前の記事 | 目次 | 次の記事
(独)理化学研究所 筑波研究所 バイオリソースセンター

モデルマウス:どこから来たか?
(常陽新聞連載「ふしぎを追って」)

   

医学の研究はヒトの病気の正しい診断や効果のある治療を行うために大切ですが、いうまでもなく、ヒト自身を研究材料とすることはできません。

近代的な医学研究は1900年代に始まりましたが、ヒトが愛玩用に飼っていたマウス、ラット等が、同じ哺乳動物であるという理由で医学研究におけるヒトのモデルとなりました。メンデルの法則の再発見に始まるこの世紀には、ヒトを含む「生き物」の仕組みに「遺伝」が関係していることが明らかになりました。遺伝的に純化したマウスの系統を育てて、研究者に提供しようという事業が米国のジャクソン研究所で始まったのも、この世紀です。

モデルマウスの免疫学への貢献

20世紀の前半は、「感染」がヒトの健康にとって大きな脅威であり、感染を防ぐ免疫の仕組みの研究が盛んに行われましたが、マウスは基本的にはヒトと似た免疫の仕組みを持つことがわかり、モデルとして大変役に立ちました。

病気の遺伝子を捉える

20世紀後半、抗生物質の発達によって感染症が少なくなりヒトの寿命が延びましたが、代わりに、がん、糖尿病、高血圧症等の生活習慣病が健康を脅かすようになりました。一方、この時代になると、遺伝子をDNA分子として実験的に扱う技術や、生まれる前のマウスに目的とする遺伝子のDNA分子を注入し、生まれた個体でその働きを調べる技術が目覚しい進歩を遂げました。ヒトの正常な生命やその異常としての病気が起こる仕組みを、モデルマウスから知ることができるようになったわけです。

モデルマウスはどこから?

このようにヒトの役に立つようになったマウスはどこから来たのでしょうか? アジア・ヨーロッパ大陸の野生マウスには、遺伝子から見ると約100万年前に分かれた東洋系と西洋系とがありますが(図)、東洋でも西洋でも数百年前、野生マウスから愛玩用マウスが育成されたようです。わが国でも江戸時代に愛玩用ネズミの育て方に関する本が出版されています。

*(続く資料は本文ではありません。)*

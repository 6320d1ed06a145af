//! Shaping of raw cluster aggregates into the rows the dashboard shows.

use serde::Serialize;
use weedle_core::columns::{
    CLUSTER_ACTIONS, CLUSTER_AVG_TICKET, CLUSTER_BEHAVIOUR, CLUSTER_CLIENTS, CLUSTER_COLOR, CLUSTER_CONTRACTS,
    CLUSTER_DISCOUNT, CLUSTER_FREQUENCY, CLUSTER_ID, CLUSTER_KEYWORDS, CLUSTER_NAME, CLUSTER_NPS, CLUSTER_NPS_REVIEWS,
    CLUSTER_NUMERIC_ID, CLUSTER_OPEN_TICKETS, CLUSTER_RESOLUTION_DAYS, CLUSTER_TOTAL_CONTRACTED,
};
use weedle_core::format::{format_currency, format_currency_whole};
use weedle_core::{CellValue, Record};

use crate::dto::{ClusterApiResponse, ClusterSummary};

/// Palette indexed by cluster id.
pub const CLUSTER_COLORS: [&str; 5] = ["#F59E0B", "#8B5CF6", "#10B981", "#06B6D4", "#EF4444"];

pub const NO_BEHAVIOUR: &str = "Análise comportamental não disponível";

static KEYWORDS: [[&str; 8]; 5] = [
    [
        "COMPRAS FREQUENTES",
        "TICKET ALTO",
        "FIDELIDADE",
        "PRODUTOS PREMIUM",
        "ATENDIMENTO VIP",
        "ENTREGAS RÁPIDAS",
        "DESCONTOS EXCLUSIVOS",
        "SUPORTE PRIORITÁRIO",
    ],
    [
        "COMPRAS REGULARES",
        "TICKET MÉDIO",
        "PRODUTOS BÁSICOS",
        "PROMOÇÕES",
        "ATENDIMENTO PADRÃO",
        "ENTREGAS NORMAIS",
        "CUPONS",
        "CAMPANHAS",
    ],
    [
        "COMPRAS OCASIONAIS",
        "TICKET BAIXO",
        "PRODUTOS BÁSICOS",
        "OFERTAS",
        "ATENDIMENTO BÁSICO",
        "ENTREGAS PADRÃO",
        "DESCONTOS",
        "REATIVAÇÃO",
    ],
    [
        "PRIMEIRA COMPRA",
        "ONBOARDING",
        "PRODUTOS INICIAIS",
        "BEM-VINDO",
        "ATENDIMENTO ESPECIAL",
        "ENTREGAS RÁPIDAS",
        "DESCONTO INICIAL",
        "ACOMPANHAMENTO",
    ],
    [
        "COMPRAS CORPORATIVAS",
        "TICKET ALTO",
        "CONTRATOS",
        "ATENDIMENTO DEDICADO",
        "ENTREGAS PROGRAMADAS",
        "DESCONTOS VOLUME",
        "SUPORTE TÉCNICO",
        "RELACIONAMENTO",
    ],
];

/// Contract frequency bucket from contracts per client.
pub fn frequency_bucket(contracts: u64, clients: u64) -> &'static str {
    if contracts == 0 {
        return "0x/mês";
    }
    // no clients with contracts counts as the top bucket
    let avg = if clients == 0 { f64::INFINITY } else { contracts as f64 / clients as f64 };
    if avg >= 5.0 {
        "5x/semana"
    } else if avg >= 3.0 {
        "3x/semana"
    } else if avg >= 2.0 {
        "2x/semana"
    } else if avg >= 1.0 {
        "1x/semana"
    } else {
        "1x/mês"
    }
}

/// Average contract value as BRL, `R$ 0,00` without contracts.
pub fn average_ticket(total_contracted: f64, contracts: u64) -> String {
    if contracts == 0 {
        return format_currency(0.0);
    }
    format_currency(total_contracted / contracts as f64)
}

pub fn cluster_color(cluster_id: i64, position: usize) -> &'static str {
    usize::try_from(cluster_id)
        .ok()
        .and_then(|i| CLUSTER_COLORS.get(i).copied())
        .unwrap_or(CLUSTER_COLORS[position % CLUSTER_COLORS.len()])
}

pub fn cluster_keywords(cluster_id: i64) -> &'static [&'static str] {
    usize::try_from(cluster_id).ok().and_then(|i| KEYWORDS.get(i)).map(|k| &k[..]).unwrap_or(&[])
}

/// One cluster as the dashboard renders it.
#[derive(Debug, Clone, PartialEq, Serialize)]
pub struct ClusterView {
    /// `cluster-<id>`
    pub id: String,
    pub cluster_id: i64,
    pub name: String,
    pub behaviour: String,
    pub actions: Vec<String>,
    pub color: &'static str,
    pub keywords: &'static [&'static str],
    pub clients: u64,
    pub avg_ticket: String,
    pub frequency: &'static str,
    pub contracts: u64,
    pub total_contracted: String,
    pub total_contracted_value: f64,
    pub open_tickets: u64,
    pub discount_granted: f64,
    pub nps: f64,
    pub nps_reviews: u64,
    pub resolution_days: f64,
}

impl ClusterView {
    pub fn from_summary(c: &ClusterSummary, position: usize) -> Self {
        Self {
            id: format!("cluster-{}", c.cluster_id),
            cluster_id: c.cluster_id,
            name: c.descricao.clone(),
            behaviour: c.comportamento.clone().filter(|s| !s.trim().is_empty()).unwrap_or_else(|| NO_BEHAVIOUR.to_string()),
            actions: c.acoes.iter().map(|a| a.acao.clone()).filter(|a| !a.is_empty()).collect(),
            color: cluster_color(c.cluster_id, position),
            keywords: cluster_keywords(c.cluster_id),
            clients: c.n_clients,
            avg_ticket: average_ticket(c.valor_total_contratado, c.qtd_contratos),
            frequency: frequency_bucket(c.qtd_contratos, c.n_clients),
            contracts: c.qtd_contratos,
            total_contracted: format_currency_whole(c.valor_total_contratado),
            total_contracted_value: c.valor_total_contratado,
            open_tickets: c.total_tickets_abertos,
            discount_granted: c.total_desconto_concedido,
            nps: c.media_nps,
            nps_reviews: c.qtd_avaliacoes_nps,
            resolution_days: c.media_dias_resolucao_ticket,
        }
    }
}

pub fn shape_clusters(resp: &ClusterApiResponse) -> Vec<ClusterView> {
    resp.clusters.iter().enumerate().map(|(i, c)| ClusterView::from_summary(c, i)).collect()
}

impl Record for ClusterView {
    fn field(&self, key: &str) -> CellValue {
        match key {
            CLUSTER_NAME => self.name.as_str().into(),
            CLUSTER_CLIENTS => self.clients.into(),
            CLUSTER_AVG_TICKET => CellValue::Markup(self.avg_ticket.clone()),
            CLUSTER_FREQUENCY => self.frequency.into(),
            CLUSTER_CONTRACTS => self.contracts.into(),
            CLUSTER_TOTAL_CONTRACTED => CellValue::Markup(self.total_contracted.clone()),
            CLUSTER_NPS => self.nps.into(),
            CLUSTER_OPEN_TICKETS => self.open_tickets.into(),
            CLUSTER_RESOLUTION_DAYS => self.resolution_days.into(),
            CLUSTER_ID => self.id.as_str().into(),
            CLUSTER_NUMERIC_ID => self.cluster_id.into(),
            CLUSTER_BEHAVIOUR => self.behaviour.as_str().into(),
            CLUSTER_ACTIONS => self.actions.join("; ").into(),
            CLUSTER_COLOR => self.color.into(),
            CLUSTER_KEYWORDS => self.keywords.join(", ").into(),
            CLUSTER_DISCOUNT => self.discount_granted.into(),
            CLUSTER_NPS_REVIEWS => self.nps_reviews.into(),
            _ => CellValue::Empty,
        }
    }

    fn values(&self) -> Vec<CellValue> {
        [
            CLUSTER_ID,
            CLUSTER_NUMERIC_ID,
            CLUSTER_NAME,
            CLUSTER_BEHAVIOUR,
            CLUSTER_ACTIONS,
            CLUSTER_COLOR,
            CLUSTER_KEYWORDS,
            CLUSTER_CLIENTS,
            CLUSTER_AVG_TICKET,
            CLUSTER_FREQUENCY,
            CLUSTER_CONTRACTS,
            CLUSTER_TOTAL_CONTRACTED,
            CLUSTER_DISCOUNT,
            CLUSTER_NPS,
            CLUSTER_NPS_REVIEWS,
            CLUSTER_OPEN_TICKETS,
            CLUSTER_RESOLUTION_DAYS,
        ]
        .iter()
        .map(|k| self.field(k))
        .collect()
    }
}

 現在モデルとして使われている実験用マウスは、100年ほど前に西洋系の愛玩用マウスを主な母体として作られましたその遺伝子は90%が西洋系、10%が東洋系になっています(図参照)。我々は日本独自のマウスで日本独自の研究を進めるために、100%東洋系の遺伝子をもつ新しい実験用マウスを育てています。